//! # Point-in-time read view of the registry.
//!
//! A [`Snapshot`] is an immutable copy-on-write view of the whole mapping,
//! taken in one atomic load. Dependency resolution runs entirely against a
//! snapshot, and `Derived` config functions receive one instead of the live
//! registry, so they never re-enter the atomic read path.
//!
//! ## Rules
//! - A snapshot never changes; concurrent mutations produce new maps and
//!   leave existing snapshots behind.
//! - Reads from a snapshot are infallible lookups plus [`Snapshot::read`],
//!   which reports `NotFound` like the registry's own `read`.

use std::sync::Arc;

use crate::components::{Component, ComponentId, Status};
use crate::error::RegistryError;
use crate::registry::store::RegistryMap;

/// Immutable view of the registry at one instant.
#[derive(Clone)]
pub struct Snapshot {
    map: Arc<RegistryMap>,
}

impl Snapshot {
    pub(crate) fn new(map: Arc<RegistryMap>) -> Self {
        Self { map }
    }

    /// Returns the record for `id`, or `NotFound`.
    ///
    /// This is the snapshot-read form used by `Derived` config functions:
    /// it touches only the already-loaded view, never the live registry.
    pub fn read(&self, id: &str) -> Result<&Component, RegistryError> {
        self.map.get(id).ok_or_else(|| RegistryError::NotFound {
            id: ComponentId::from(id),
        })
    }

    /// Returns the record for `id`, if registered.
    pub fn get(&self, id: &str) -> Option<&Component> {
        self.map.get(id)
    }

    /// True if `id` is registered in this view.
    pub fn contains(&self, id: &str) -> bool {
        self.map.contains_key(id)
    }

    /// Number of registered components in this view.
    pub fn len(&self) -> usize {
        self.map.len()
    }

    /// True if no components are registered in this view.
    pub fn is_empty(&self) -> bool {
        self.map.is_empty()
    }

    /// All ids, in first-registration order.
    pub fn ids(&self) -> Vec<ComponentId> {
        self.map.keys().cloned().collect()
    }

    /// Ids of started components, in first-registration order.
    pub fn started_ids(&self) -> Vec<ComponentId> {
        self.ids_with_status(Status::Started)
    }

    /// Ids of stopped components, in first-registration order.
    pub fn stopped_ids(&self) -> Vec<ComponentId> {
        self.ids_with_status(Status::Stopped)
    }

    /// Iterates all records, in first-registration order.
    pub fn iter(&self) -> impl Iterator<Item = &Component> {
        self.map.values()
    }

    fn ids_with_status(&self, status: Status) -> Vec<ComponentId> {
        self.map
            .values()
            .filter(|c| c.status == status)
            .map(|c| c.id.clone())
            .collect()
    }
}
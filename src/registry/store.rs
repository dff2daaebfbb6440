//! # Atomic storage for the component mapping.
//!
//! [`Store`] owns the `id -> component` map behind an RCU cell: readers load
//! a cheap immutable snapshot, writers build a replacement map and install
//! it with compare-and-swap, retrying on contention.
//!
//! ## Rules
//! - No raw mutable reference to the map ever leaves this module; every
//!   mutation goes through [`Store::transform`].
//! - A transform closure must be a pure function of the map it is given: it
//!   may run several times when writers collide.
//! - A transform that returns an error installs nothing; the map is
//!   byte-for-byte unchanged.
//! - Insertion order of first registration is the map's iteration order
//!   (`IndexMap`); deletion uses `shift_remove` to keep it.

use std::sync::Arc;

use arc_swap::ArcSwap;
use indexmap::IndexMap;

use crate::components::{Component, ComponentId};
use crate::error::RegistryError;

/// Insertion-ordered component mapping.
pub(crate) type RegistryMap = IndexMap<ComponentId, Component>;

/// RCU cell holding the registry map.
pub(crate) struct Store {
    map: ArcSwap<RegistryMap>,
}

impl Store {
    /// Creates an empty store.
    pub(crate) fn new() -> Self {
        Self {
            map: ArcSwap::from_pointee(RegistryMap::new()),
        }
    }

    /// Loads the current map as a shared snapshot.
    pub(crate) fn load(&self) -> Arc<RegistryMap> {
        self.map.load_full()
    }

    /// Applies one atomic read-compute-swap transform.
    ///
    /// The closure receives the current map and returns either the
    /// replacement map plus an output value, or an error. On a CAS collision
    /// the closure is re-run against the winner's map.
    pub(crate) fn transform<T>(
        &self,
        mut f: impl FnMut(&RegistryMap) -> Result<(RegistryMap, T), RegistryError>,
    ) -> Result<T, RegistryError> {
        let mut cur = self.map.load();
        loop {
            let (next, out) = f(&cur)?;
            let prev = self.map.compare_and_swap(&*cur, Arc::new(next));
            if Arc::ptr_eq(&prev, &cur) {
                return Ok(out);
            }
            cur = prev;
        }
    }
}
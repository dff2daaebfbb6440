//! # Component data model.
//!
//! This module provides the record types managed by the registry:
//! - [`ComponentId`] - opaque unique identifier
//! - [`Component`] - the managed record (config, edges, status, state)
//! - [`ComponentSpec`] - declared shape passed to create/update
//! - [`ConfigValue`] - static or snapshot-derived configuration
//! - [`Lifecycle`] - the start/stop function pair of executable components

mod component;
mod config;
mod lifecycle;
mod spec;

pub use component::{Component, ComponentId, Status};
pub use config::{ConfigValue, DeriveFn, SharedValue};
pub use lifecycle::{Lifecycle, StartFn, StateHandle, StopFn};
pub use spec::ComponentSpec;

Exercise aim = From the first line to the last, retype the material exactly.

Solution to the problem =
//! # Point-in-time read view of the registry.
//!
//! A [`Snapshot`] is an immutable copy-on-write view of the whole mapping,
//! taken in one atomic load. Dependency resolution runs entirely against a
//! snapshot, and `Derived` config functions receive one instead of the live
//! registry, so they never re-enter the atomic read path.
//!
//! ## Rules
//! - A snapshot never changes; concurrent mutations produce new maps and
//!   leave existing snapshots behind.
//! - Reads from a snapshot are infallible lookups plus [`Snapshot::read`],
//!   which reports `NotFound` like the registry's own `read`.

use std::sync::Arc;

use crate::components::{Component, ComponentId, Status};
use crate::error::RegistryError;
use crate::registry::store::RegistryMap;

/// Immutable view of the registry at one instant.
#[derive(Clone)]
pub struct Snapshot {
    map: Arc<RegistryMap>,
}

impl Snapshot {
    pub(crate) fn new(map: Arc<RegistryMap>) -> Self {
        Self { map }
    }

    /// Returns the record for `id`, or `NotFound`.
    ///
    /// This is the snapshot-read form used by `Derived` config functions:
    /// it touches only the already-loaded view, never the live registry.
    pub fn read(&self, id: &str) -> Result<&Component, RegistryError> {
        self.map.get(id).ok_or_else(|| RegistryError::NotFound {
            id: ComponentId::from(id),
        })
    }

    /// Returns the record for `id`, if registered.
    pub fn get(&self, id: &str) -> Option<&Component> {
        self.map.get(id)
    }

    /// True if `id` is registered in this view.
    pub fn contains(&self, id: &str) -> bool {
        self.map.contains_key(id)
    }

    /// Number of registered components in this view.
    pub fn len(&self) -> usize {
        self.map.len()
    }

    /// True if no components are registered in this view.
    pub fn is_empty(&self) -> bool {
        self.map.is_empty()
    }

    /// All ids, in first-registration order.
    pub fn ids(&self) -> Vec<ComponentId> {
        self.map.keys().cloned().collect()
    }

    /// Ids of started components, in first-registration order.
    pub fn started_ids(&self) -> Vec<ComponentId> {
        self.ids_with_status(Status::Started)
    }

    /// Ids of stopped components, in first-registration order.
    pub fn stopped_ids(&self) -> Vec<ComponentId> {
        self.ids_with_status(Status::Stopped)
    }

    /// Iterates all records, in first-registration order.
    pub fn iter(&self) -> impl Iterator<Item = &Component> {
        self.map.values()
    }

    fn ids_with_status(&self, status: Status) -> Vec<ComponentId> {
        self.map
            .values()
            .filter(|c| c.status == status)
            .map(|c| c.id.clone())
            .collect()
    }
}
filename src/registry/store.rs
repository dff2daaebfbb6440
//! # Atomic storage for the component mapping.
//!
//! [`Store`] owns the `id -> component` map behind an RCU cell: readers load
//! a cheap immutable snapshot, writers build a replacement map and install
//! it with compare-and-swap, retrying on contention.
//!
//! ## Rules
//! - No raw mutable reference to the map ever leaves this module; every
//!   mutation goes through [`Store::transform`].
//! - A transform closure must be a pure function of the map it is given: it
//!   may run several times when writers collide.
//! - A transform that returns an error installs nothing; the map is
//!   byte-for-byte unchanged.
//! - Insertion order of first registration is the map's iteration order
//!   (`IndexMap`); deletion uses `shift_remove` to keep it.

use std::sync::Arc;

use arc_swap::ArcSwap;
use indexmap::IndexMap;

use crate::components::{Component, ComponentId};
use crate::error::RegistryError;

/// Insertion-ordered component mapping.
pub(crate) type RegistryMap = IndexMap<ComponentId, Component>;

/// RCU cell holding the registry map.
pub(crate) struct Store {
    map: ArcSwap<RegistryMap>,
}

impl Store {
    /// Creates an empty store.
    pub(crate) fn new() -> Self {
        Self {
            map: ArcSwap::from_pointee(RegistryMap::new()),
        }
    }

    /// Loads the current map as a shared snapshot.
    pub(crate) fn load(&self) -> Arc<RegistryMap> {
        self.map.load_full()
    }

    /// Applies one atomic read-compute-swap transform.
    ///
    /// The closure receives the current map and returns either the
    /// replacement map plus an output value, or an error. On a CAS collision
    /// the closure is re-run against the winner's map.
    pub(crate) fn transform<T>(
        &self,
        mut f: impl FnMut(&RegistryMap) -> Result<(RegistryMap, T), RegistryError>,
    ) -> Result<T, RegistryError> {
        let mut cur = self.map.load();
        loop {
            let (next, out) = f(&cur)?;
            let prev = self.map.compare_and_swap(&*cur, Arc::new(next));
            if Arc::ptr_eq(&prev, &cur) {
                return Ok(out);
            }
            cur = prev;
        }
    }
}
repository dff2daaebfbb6440
//! # Component data model.
//!
//! This module provides the record types managed by the registry:
//! - [`ComponentId`] - opaque unique identifier
//! - [`Component`] - the managed record (config, edges, status, state)
//! - [`ComponentSpec`] - declared shape passed to create/update
//! - [`ConfigValue`] - static or snapshot-derived configuration
//! - [`Lifecycle`] - the start/stop function pair of executable components

mod component;
mod config;
mod lifecycle;
mod spec;

pub use component::{Component, ComponentId, Status};
pub use config::{ConfigValue, DeriveFn, SharedValue};
pub use lifecycle::{Lifecycle, StartFn, StateHandle, StopFn};
pub use spec::ComponentSpec;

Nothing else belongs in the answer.